UA Students Join In KONY 2012 Campaign To “Cover The Night”
University of Arkansas — Armed with posters, stickers, tape and sidewalk chalk, about 30 UA students gathered at the fountain in front of the Student Union Friday night to “Cover the Night.”
They were there in response to a video most of us have probably seen: Invisible Children’s KONY 2012, a 30-minute exposé on Ugandan warlord Joseph Kony and his Lord’s Resistance Army and the atrocities they have committed — the rape, mutilation and murder of thousands of men, women and children in Uganda and the surrounding countries.
In the video, which has been viewed well more than 100 million times in less than two months, Jason Russell, the co-founder of the Invisible Children organization, calls for (among other things) viewers around the world to meet at sundown on April 20, to “Cover the Night” with posters, stickers and other materials intended to spread Kony’s name and call for justice.
Jaycob Baker, a senior kinesiology major, said he was participating in “Cover the Night” because he had seen the KONY 2012 video and “wanted to jump on this bandwagon.”
Baker is among Invisible Children’s millions of supporters around the globe, but the organization has its critics, too. Some have called attention to how Invisible Children spends the millions of dollars it takes in.

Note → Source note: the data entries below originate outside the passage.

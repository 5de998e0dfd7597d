//! LLM provider implementations for Vedaguru.
//!
//! Every backend implements `vedaguru_core::Provider` as a single attempt.
//! [`retry::complete_with_retry`] layers timeouts and backoff on top, and the
//! router picks the backend from configuration.

pub mod openai_compat;
pub mod retry;
pub mod router;

pub use openai_compat::OpenAiCompatProvider;
pub use retry::{AttemptOutcome, Completion, FailureTag, RetryFailure, RetryPolicy, complete_with_retry};
pub use router::{ProviderRouter, RouteError, build_from_config};
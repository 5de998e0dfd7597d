//! `vedaguru doctor`: Diagnose configuration and provider keys.

use vedaguru_config::AppConfig;
use vedaguru_core::ProviderFamily;

pub async fn run() -> Result<(), Box<dyn std::error::Error>> {
    println!("🩺 Vedaguru Doctor — System Diagnostics");
    println!("======================================\n");

    let mut issues = 0;

    let config_path = AppConfig::config_dir().join("config.toml");
    if config_path.exists() {
        println!("  ✅ Config file found at {}", config_path.display());
    } else {
        println!("  ℹ️  No config file at {}, using defaults", config_path.display());
    }

    let config = match AppConfig::load() {
        Ok(config) => {
            println!("  ✅ Configuration valid");
            config
        }
        Err(e) => {
            println!("  ❌ Configuration invalid: {e}");
            println!("\n  ⚠️  1 issue(s) found. See above for details.");
            return Ok(());
        }
    };

    for family in ProviderFamily::ALL {
        let default = if family == config.default_family() { " (default)" } else { "" };
        if config.api_key(family).is_some() {
            println!("  ✅ {family}{default}: key configured, endpoint {}", config.base_url(family));
        } else if default.is_empty() {
            println!("  ⚠️  {family}: no key, set {} to enable", family.api_key_env());
        } else {
            println!("  ❌ {family}{default}: no key, set {}", family.api_key_env());
            issues += 1;
        }
    }

    if config.cache.enabled {
        println!(
            "  ✅ Response cache: {} entries, {}s TTL",
            config.cache.max_entries, config.cache.ttl_secs
        );
    } else {
        println!("  ℹ️  Response cache disabled");
    }
    println!("  ✅ Topic matching: {}", config.prompts.topic_matching.as_str());

    println!();
    if issues == 0 {
        println!("  🎉 All checks passed!");
    } else {
        println!("  ⚠️  {issues} issue(s) found. See above for details.");
    }

    Ok(())
}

“Eighty-one percent of our money last year went to programs,” Russell said, responding to this criticism in an interview with CNN’s Don Lemon.
—The Traveler
By Eddie Gregg
Economic experts predict growth
California State University — The 2012 Midyear Economic Forecast, presented by Cal State Fullerton’s Mihaylo College of Business and Economics, was held Thursday at the Hyatt Regency in Irvine. The conference was the eighth in the last several years.
The event, sponsored by Commerce West Bank and Capital Pacific Homes, had two CSUF faculty members as the main speakers. Anil Puri and Mira Farka of the Mihaylo College of Business and Economics presented the information gathered by the department.
Puri, who is also the dean of the Mihaylo College of Business and Economics, said the forecast this year is different from last year’s because “the national economy is finally moving toward recovery from the Great Recession.”
“But at the same time, this is a very tentative recovery,” Puri said. “Last year it also started out very well and then it sort of petered out in the second half of 2011.”
—The Daily Titan
By John Sollitto
University researchers identify two new white dwarf stars
University of Oklahoma — An upcoming article in a scientific journal will detail an OU professor’s work to identify two new white dwarves considered to be the closest examples of some of the oldest stars in the galaxy.
OU astronomy and physics professor Mukremin Kilic discovered these stars by chance in 2008 and said they offer insight to the age of the galaxy.
“These two stars we found were there since the beginning, formed right after the Big Bang, and have been cooling since then,” Kilic said.
The white dwarf stars originally burned as bright as the sun but shed their outer layers and cooled over time, leaving a core of carbon and oxygen, Kilic said. These two stars lived shorter than the sun because they have more mass, meaning they burned hotter and cooled more quickly.
“It’s just like a cup of coffee or tea that cools down over time,” Kilic said.